Exercise directions ->
Look for the word "Display" in the records, and copy each line where it appears.

Supplied data ->
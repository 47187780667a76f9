//! Поиск заказа в таблице по номеру

use std::fmt::{self, Display};

use tracing::debug;

use crate::models::{OrderRow, Table};

/// Колонка с номером заказа
pub const ORDER_NUMBER_COLUMN: &str = "№ Заказа";

/// Заказ с таким номером в таблице отсутствует
#[derive(Debug, Clone, PartialEq, Eq)]
pub struct OrderNotFound {
    pub order_number: String,
}

impl Display for OrderNotFound {
    fn fmt(&self, f: &mut fmt::Formatter<'_>) -> fmt::Result {
        write!(f, "Заказ № {} не найден!", self.order_number)
    }
}

/// Находит первую строку, у которой номер заказа совпадает с `order_number`
///
/// Номера сравниваются как текст, поэтому числовой `1024` в таблице совпадает
/// со строкой `"1024"`. Остальные совпадения игнорируются.
pub fn find(table: &Table, order_number: impl Display) -> Result<OrderRow, OrderNotFound> {
    let wanted = order_number.to_string();
    let not_found = || OrderNotFound {
        order_number: wanted.clone(),
    };

    let Some(mut column) = table.column(ORDER_NUMBER_COLUMN) else {
        debug!("В таблице нет колонки \"{}\"", ORDER_NUMBER_COLUMN);
        return Err(not_found());
    };
    let index = column
        .position(|value| value.as_text() == wanted)
        .ok_or_else(not_found)?;

    debug!("🔎 Заказ № {} найден в строке {}", wanted, index + 1);
    table.row(index).ok_or_else(not_found)
}

#[cfg(test)]
mod tests {
    use super::*;
    use crate::models::CellValue;

    fn orders() -> Table {
        Table::new(
            vec![ORDER_NUMBER_COLUMN.to_string(), "Клиент".to_string()],
            vec![
                vec![CellValue::Number(1024.0), CellValue::Text("Первый".to_string())],
                vec![CellValue::Text("A-7".to_string()), CellValue::Text("Второй".to_string())],
                vec![CellValue::Number(1024.0), CellValue::Text("Дубль".to_string())],
            ],
        )
    }

    #[test]
    fn numeric_cell_matches_textual_request() {
        let row = find(&orders(), "1024").unwrap();
        assert_eq!(row.text("Клиент"), "Первый");

        let row = find(&orders(), 1024).unwrap();
        assert_eq!(row.text("Клиент"), "Первый");
    }

    #[test]
    fn first_of_several_matches_wins() {
        let row = find(&orders(), 1024).unwrap();
        assert_ne!(row.text("Клиент"), "Дубль");
    }

    #[test]
    fn textual_order_numbers_match() {
        assert_eq!(find(&orders(), "A-7").unwrap().text("Клиент"), "Второй");
    }

    #[test]
    fn miss_is_a_value_with_message() {
        let err = find(&orders(), 99).unwrap_err();
        assert_eq!(err.to_string(), "Заказ № 99 не найден!");
    }

    #[test]
    fn table_without_order_column_finds_nothing() {
        let table = Table::new(vec!["Клиент".to_string()], vec![vec![CellValue::Empty]]);
        assert!(find(&table, 1).is_err());
        assert!(find(&Table::default(), 1).is_err());
    }
}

Task output ->
use std::fmt::{self, Display};
impl Display for OrderNotFound {
pub fn find(table: &Table, order_number: impl Display) -> Result<OrderRow, OrderNotFound> {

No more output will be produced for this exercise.